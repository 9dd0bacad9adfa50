use std::cell::Cell;
use std::fs;

use kira_ppa::PpaError;
use kira_ppa::config::ModelCachePolicy;
use kira_ppa::model::cache::{CacheOutcome, cache_path, fit_or_load, load_model, save_model};
use kira_ppa::model::{
    Coefficient, Component, FittedModel, INTERCEPT, IntervalKind, ModelKind, TableSnapshot,
};
use tempfile::TempDir;

fn model(id: &str, estimate: f64) -> FittedModel {
    FittedModel {
        id: id.to_string(),
        kind: ModelKind::CrossPattern,
        response: "tumor".to_string(),
        coefficients: vec![Coefficient {
            name: INTERCEPT.to_string(),
            component: Component::Mean,
            estimate,
            std_error: 0.1,
            lower: estimate - 0.25,
            upper: estimate + 0.25,
        }],
        interval: IntervalKind::Confidence,
        confidence_level: 0.95,
        n_obs: 42,
        iterations: 5,
        log_likelihood: -12.5,
        snapshot: TableSnapshot {
            sample_ids: vec!["s1".to_string()],
            columns: vec!["tumor".to_string()],
        },
    }
}

#[test]
fn never_refit_reuses_cached_model() {
    let tmp = TempDir::new().unwrap();
    let calls = Cell::new(0);
    let fit = |estimate: f64| {
        calls.set(calls.get() + 1);
        Ok(model("m1", estimate))
    };

    let (first, outcome) =
        fit_or_load(tmp.path(), "m1", ModelCachePolicy::NeverRefit, || fit(1.0)).unwrap();
    assert_eq!(outcome, CacheOutcome::Fitted);
    assert!(cache_path(tmp.path(), "m1").exists());

    let (second, outcome) =
        fit_or_load(tmp.path(), "m1", ModelCachePolicy::NeverRefit, || fit(2.0)).unwrap();
    assert_eq!(outcome, CacheOutcome::Loaded);
    assert_eq!(second, first);
    assert_eq!(calls.get(), 1);
}

#[test]
fn always_refit_overwrites_cache() {
    let tmp = TempDir::new().unwrap();
    fit_or_load(tmp.path(), "m1", ModelCachePolicy::AlwaysRefit, || {
        Ok(model("m1", 1.0))
    })
    .unwrap();
    let (refit, outcome) = fit_or_load(tmp.path(), "m1", ModelCachePolicy::AlwaysRefit, || {
        Ok(model("m1", 3.0))
    })
    .unwrap();
    assert_eq!(outcome, CacheOutcome::Fitted);
    assert_eq!(refit.coefficients[0].estimate, 3.0);

    let stored = load_model(&cache_path(tmp.path(), "m1"), "m1").unwrap();
    assert_eq!(stored.coefficients[0].estimate, 3.0);
}

#[test]
fn corrupted_cache_is_refitted() {
    let tmp = TempDir::new().unwrap();
    let path = cache_path(tmp.path(), "m1");
    save_model(&path, &model("m1", 1.0)).unwrap();

    let text = fs::read_to_string(&path).unwrap();
    fs::write(&path, text.replace("-12.5", "-13.5")).unwrap();
    let err = load_model(&path, "m1").unwrap_err();
    assert!(err.to_string().contains("checksum"));

    let (refit, outcome) = fit_or_load(tmp.path(), "m1", ModelCachePolicy::NeverRefit, || {
        Ok(model("m1", 4.0))
    })
    .unwrap();
    assert_eq!(outcome, CacheOutcome::Fitted);
    assert_eq!(refit.coefficients[0].estimate, 4.0);
    assert!(load_model(&path, "m1").is_ok());
}

#[test]
fn cached_model_must_match_id() {
    let tmp = TempDir::new().unwrap();
    let path = tmp.path().join("m.json");
    save_model(&path, &model("m1", 1.0)).unwrap();
    let err = load_model(&path, "m2").unwrap_err();
    assert!(matches!(err, PpaError::Load { .. }));
}

#[test]
fn fit_errors_propagate_and_leave_no_cache() {
    let tmp = TempDir::new().unwrap();
    let err = fit_or_load(tmp.path(), "m1", ModelCachePolicy::NeverRefit, || {
        Err(PpaError::InsufficientData {
            observations: 1,
            parameters: 3,
        })
    })
    .unwrap_err();
    assert!(matches!(err, PpaError::InsufficientData { .. }));
    assert!(!cache_path(tmp.path(), "m1").exists());
}

#[test]
fn cache_file_names_are_sanitised() {
    let tmp = TempDir::new().unwrap();
    let path = cache_path(tmp.path(), "group__a+b/c d");
    assert_eq!(path.file_name().unwrap(), "group__a+b_c_d.json");
}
_ _ _
## [TASK TO COMPLETE]
Return the records exactly, every line included.

## [RESPONSE BELOW]
repository 9dd0bacad9adfa50
use std::cell::Cell;
use std::fs;

use kira_ppa::PpaError;
use kira_ppa::config::ModelCachePolicy;
use kira_ppa::model::cache::{CacheOutcome, cache_path, fit_or_load, load_model, save_model};
use kira_ppa::model::{
    Coefficient, Component, FittedModel, INTERCEPT, IntervalKind, ModelKind, TableSnapshot,
};
use tempfile::TempDir;

fn model(id: &str, estimate: f64) -> FittedModel {
    FittedModel {
        id: id.to_string(),
        kind: ModelKind::CrossPattern,
        response: "tumor".to_string(),
        coefficients: vec![Coefficient {
            name: INTERCEPT.to_string(),
            component: Component::Mean,
            estimate,
            std_error: 0.1,
            lower: estimate - 0.25,
            upper: estimate + 0.25,
        }],
        interval: IntervalKind::Confidence,
        confidence_level: 0.95,
        n_obs: 42,
        iterations: 5,
        log_likelihood: -12.5,
        snapshot: TableSnapshot {
            sample_ids: vec!["s1".to_string()],
            columns: vec!["tumor".to_string()],
        },
    }
}

#[test]
fn never_refit_reuses_cached_model() {
    let tmp = TempDir::new().unwrap();
    let calls = Cell::new(0);
    let fit = |estimate: f64| {
        calls.set(calls.get() + 1);
        Ok(model("m1", estimate))
    };

    let (first, outcome) =
        fit_or_load(tmp.path(), "m1", ModelCachePolicy::NeverRefit, || fit(1.0)).unwrap();
    assert_eq!(outcome, CacheOutcome::Fitted);
    assert!(cache_path(tmp.path(), "m1").exists());

    let (second, outcome) =
        fit_or_load(tmp.path(), "m1", ModelCachePolicy::NeverRefit, || fit(2.0)).unwrap();
    assert_eq!(outcome, CacheOutcome::Loaded);
    assert_eq!(second, first);
    assert_eq!(calls.get(), 1);
}

#[test]
fn always_refit_overwrites_cache() {
    let tmp = TempDir::new().unwrap();
    fit_or_load(tmp.path(), "m1", ModelCachePolicy::AlwaysRefit, || {
        Ok(model("m1", 1.0))
    })
    .unwrap();
    let (refit, outcome) = fit_or_load(tmp.path(), "m1", ModelCachePolicy::AlwaysRefit, || {
        Ok(model("m1", 3.0))
    })
    .unwrap();
    assert_eq!(outcome, CacheOutcome::Fitted);
    assert_eq!(refit.coefficients[0].estimate, 3.0);

    let stored = load_model(&cache_path(tmp.path(), "m1"), "m1").unwrap();
    assert_eq!(stored.coefficients[0].estimate, 3.0);
}

#[test]
fn corrupted_cache_is_refitted() {
    let tmp = TempDir::new().unwrap();
    let path = cache_path(tmp.path(), "m1");
    save_model(&path, &model("m1", 1.0)).unwrap();

    let text = fs::read_to_string(&path).unwrap();
    fs::write(&path, text.replace("-12.5", "-13.5")).unwrap();
    let err = load_model(&path, "m1").unwrap_err();
    assert!(err.to_string().contains("checksum"));

    let (refit, outcome) = fit_or_load(tmp.path(), "m1", ModelCachePolicy::NeverRefit, || {
        Ok(model("m1", 4.0))
    })
    .unwrap();
    assert_eq!(outcome, CacheOutcome::Fitted);
    assert_eq!(refit.coefficients[0].estimate, 4.0);
    assert!(load_model(&path, "m1").is_ok());
}

#[test]
fn cached_model_must_match_id() {
    let tmp = TempDir::new().unwrap();
    let path = tmp.path().join("m.json");
    save_model(&path, &model("m1", 1.0)).unwrap();
    let err = load_model(&path, "m2").unwrap_err();
    assert!(matches!(err, PpaError::Load { .. }));
}

#[test]
fn fit_errors_propagate_and_leave_no_cache() {
    let tmp = TempDir::new().unwrap();
    let err = fit_or_load(tmp.path(), "m1", ModelCachePolicy::NeverRefit, || {
        Err(PpaError::InsufficientData {
            observations: 1,
            parameters: 3,
        })
    })
    .unwrap_err();
    assert!(matches!(err, PpaError::InsufficientData { .. }));
    assert!(!cache_path(tmp.path(), "m1").exists());
}

#[test]
fn cache_file_names_are_sanitised() {
    let tmp = TempDir::new().unwrap();
    let path = cache_path(tmp.path(), "group__a+b/c d");
    assert_eq!(path.file_name().unwrap(), "group__a+b_c_d.json");
}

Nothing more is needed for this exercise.